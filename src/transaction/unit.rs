//! The transaction: one session, one ambient transaction, and the scopes
//! enlisted in it.
//!
//! Commit needs every enlisted scope to agree: each committing scope leaves
//! the enlistment list, and only when the last one leaves is the session
//! flushed and the ambient transaction completed. Rollback does not: the
//! first scope to roll back disposes the transaction, dooming every scope
//! still enlisted.
//!
//! Either way the transaction disposes itself exactly once, which ends the
//! ambient transaction, commits the session if the ambient transaction
//! committed, closes the session and notifies the manager so it can pop the
//! transaction off its stack. The transaction's lock is released before any
//! of the session or ambient transaction methods run.

use std::sync::{Arc, Weak};

use chrono::{DateTime, Utc};
use parking_lot::Mutex;

use crate::session::UnitOfWork;
use crate::transaction::ambient::AmbientTransaction;
use crate::transaction::error::{TransactionError, TransactionResult};
use crate::transaction::isolation::{TransactionMode, TransactionOptions};
use crate::transaction::scope::{ScopeHandle, ScopeObserver};
use crate::transaction::types::{ScopeCompletion, TransactionId};

type DisposingListener = Box<dyn FnOnce(TransactionId) + Send>;

struct TransactionInner {
    /// Taken out when the transaction starts disposing.
    ambient: Option<Box<dyn AmbientTransaction>>,
    scopes: Vec<ScopeHandle>,
    disposed: bool,
}

impl TransactionInner {
    /// Mark disposed and hand out what is left to end, once.
    fn release(&mut self) -> Option<(Box<dyn AmbientTransaction>, Vec<ScopeHandle>)> {
        if self.disposed {
            return None;
        }
        self.disposed = true;
        let ambient = self.ambient.take()?;
        Some((ambient, std::mem::take(&mut self.scopes)))
    }
}

/// A session and an ambient transaction shared by one or more scopes.
pub struct Transaction<U: UnitOfWork> {
    id: TransactionId,
    mode: TransactionMode,
    options: TransactionOptions,
    started_at: DateTime<Utc>,
    session: Arc<U>,
    inner: Mutex<TransactionInner>,
    disposing: Mutex<Vec<DisposingListener>>,
}

impl<U: UnitOfWork> Transaction<U> {
    /// Wrap a session and an ambient transaction.
    pub fn new(
        session: U,
        ambient: Box<dyn AmbientTransaction>,
        mode: TransactionMode,
        options: TransactionOptions,
    ) -> Self {
        Self {
            id: TransactionId::generate(),
            mode,
            options,
            started_at: Utc::now(),
            session: Arc::new(session),
            inner: Mutex::new(TransactionInner {
                ambient: Some(ambient),
                scopes: Vec::new(),
                disposed: false,
            }),
            disposing: Mutex::new(Vec::new()),
        }
    }

    pub fn id(&self) -> TransactionId {
        self.id
    }

    /// The mode of the scope that started this transaction.
    pub fn mode(&self) -> TransactionMode {
        self.mode
    }

    pub fn options(&self) -> TransactionOptions {
        self.options
    }

    pub fn started_at(&self) -> DateTime<Utc> {
        self.started_at
    }

    /// The unit of work owned by this transaction.
    pub fn session(&self) -> &Arc<U> {
        &self.session
    }

    /// Number of scopes currently enlisted.
    pub fn scope_count(&self) -> usize {
        self.inner.lock().scopes.len()
    }

    pub fn is_disposed(&self) -> bool {
        self.inner.lock().disposed
    }

    /// Register a callback run once when this transaction disposes.
    pub fn on_disposing(&self, listener: impl FnOnce(TransactionId) + Send + 'static) {
        self.disposing.lock().push(Box::new(listener));
    }

    /// Attach a scope: subscribe to its signals and add it to the
    /// enlistment list.
    pub fn enlist_scope(self: &Arc<Self>, scope: &ScopeHandle) -> TransactionResult<()> {
        let mut inner = self.inner.lock();
        if inner.disposed {
            return Err(TransactionError::disposed(format!("transaction {}", self.id)));
        }

        let weak: Weak<Self> = Arc::downgrade(self);
        scope.subscribe(weak)?;
        inner.scopes.push(scope.clone());

        tracing::debug!(
            transaction = %self.id,
            scope = %scope.id(),
            enlisted = inner.scopes.len(),
            "scope enlisted"
        );
        Ok(())
    }

    /// Release the session and the ambient transaction, doom every scope
    /// still enlisted and notify disposing listeners. Idempotent.
    ///
    /// Returns the ambient transaction's error if ending it failed.
    pub fn dispose(&self) -> TransactionResult<()> {
        let released = self.inner.lock().release();
        match released {
            Some((ambient, orphaned)) => self.finish(ambient, orphaned),
            None => Ok(()),
        }
    }

    /// End the ambient transaction and the session. Runs without the lock.
    fn finish(
        &self,
        mut ambient: Box<dyn AmbientTransaction>,
        orphaned: Vec<ScopeHandle>,
    ) -> TransactionResult<()> {
        let committing = ambient.is_completed();
        let mut result = ambient.dispose();
        drop(ambient);
        if committing && result.is_ok() {
            result = self.session.commit().map_err(TransactionError::from);
        }
        self.session.close();

        for scope in &orphaned {
            scope.unsubscribe();
            scope.complete(ScopeCompletion::Aborted);
        }

        tracing::debug!(
            transaction = %self.id,
            orphaned = orphaned.len(),
            "transaction disposed"
        );

        let listeners = std::mem::take(&mut *self.disposing.lock());
        for listener in listeners {
            listener(self.id);
        }

        result
    }

    fn dispose_logged(&self) {
        if let Err(err) = self.dispose() {
            tracing::warn!(transaction = %self.id, error = %err, "transaction dispose failed");
        }
    }
}

impl<U: UnitOfWork> ScopeObserver for Transaction<U> {
    fn on_committing(&self, scope: &ScopeHandle) -> TransactionResult<()> {
        let mut inner = self.inner.lock();
        if inner.disposed {
            return Err(TransactionError::disposed(format!("transaction {}", self.id)));
        }

        let Some(position) = inner.scopes.iter().position(|s| s.id() == scope.id()) else {
            drop(inner);
            self.dispose_logged();
            return Err(TransactionError::invalid(format!(
                "scope {} is not enlisted in transaction {}",
                scope.id(),
                self.id
            )));
        };

        let member = inner.scopes.remove(position);
        member.unsubscribe();

        if !inner.scopes.is_empty() {
            member.complete(ScopeCompletion::Committed);
            tracing::debug!(
                transaction = %self.id,
                scope = %member.id(),
                remaining = inner.scopes.len(),
                "scope committed, waiting on remaining scopes"
            );
            return Ok(());
        }

        let released = inner.release();
        drop(inner);
        let Some((mut ambient, orphaned)) = released else {
            return Err(TransactionError::disposed(format!("transaction {}", self.id)));
        };

        let prepared = self
            .session
            .flush()
            .map_err(TransactionError::from)
            .and_then(|()| ambient.complete());

        // Finishing runs whether or not the flush succeeded; ending the
        // ambient transaction is what actually commits it.
        let finished = self.finish(ambient, orphaned);
        let result = prepared.and(finished);

        match &result {
            Ok(()) => {
                member.complete(ScopeCompletion::Committed);
                tracing::info!(transaction = %self.id, "transaction committed");
            }
            Err(err) => {
                member.complete(ScopeCompletion::Aborted);
                tracing::info!(transaction = %self.id, error = %err, "transaction commit failed");
            }
        }
        result
    }

    fn on_rolling_back(&self, scope: &ScopeHandle) -> TransactionResult<()> {
        if self.is_disposed() {
            return Err(TransactionError::disposed(format!("transaction {}", self.id)));
        }

        tracing::info!(
            transaction = %self.id,
            scope = %scope.id(),
            "scope rolled back, aborting transaction"
        );
        self.dispose()
    }
}

impl<U: UnitOfWork> Drop for Transaction<U> {
    fn drop(&mut self) {
        self.dispose_logged();
    }
}

impl<U: UnitOfWork> std::fmt::Debug for Transaction<U> {
    fn fmt(&self, f: &mut std::fmt::Formatter<'_>) -> std::fmt::Result {
        let inner = self.inner.lock();
        f.debug_struct("Transaction")
            .field("id", &self.id)
            .field("mode", &self.mode)
            .field("isolation", &self.options.isolation)
            .field("scopes", &inner.scopes.len())
            .field("disposed", &inner.disposed)
            .finish()
    }
}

+---+

TO DO → From the entries above, print the lines beginning at the one with "transaction starts disposing." and stopping after the one with "to end, once.", exactly as written and with nothing else.

EXERCISE RESPONSE →
    /// Taken out when the transaction starts disposing.
    ambient: Option<Box<dyn AmbientTransaction>>,
    scopes: Vec<ScopeHandle>,
    disposed: bool,
}

impl TransactionInner {
    /// Mark disposed and hand out what is left to end, once.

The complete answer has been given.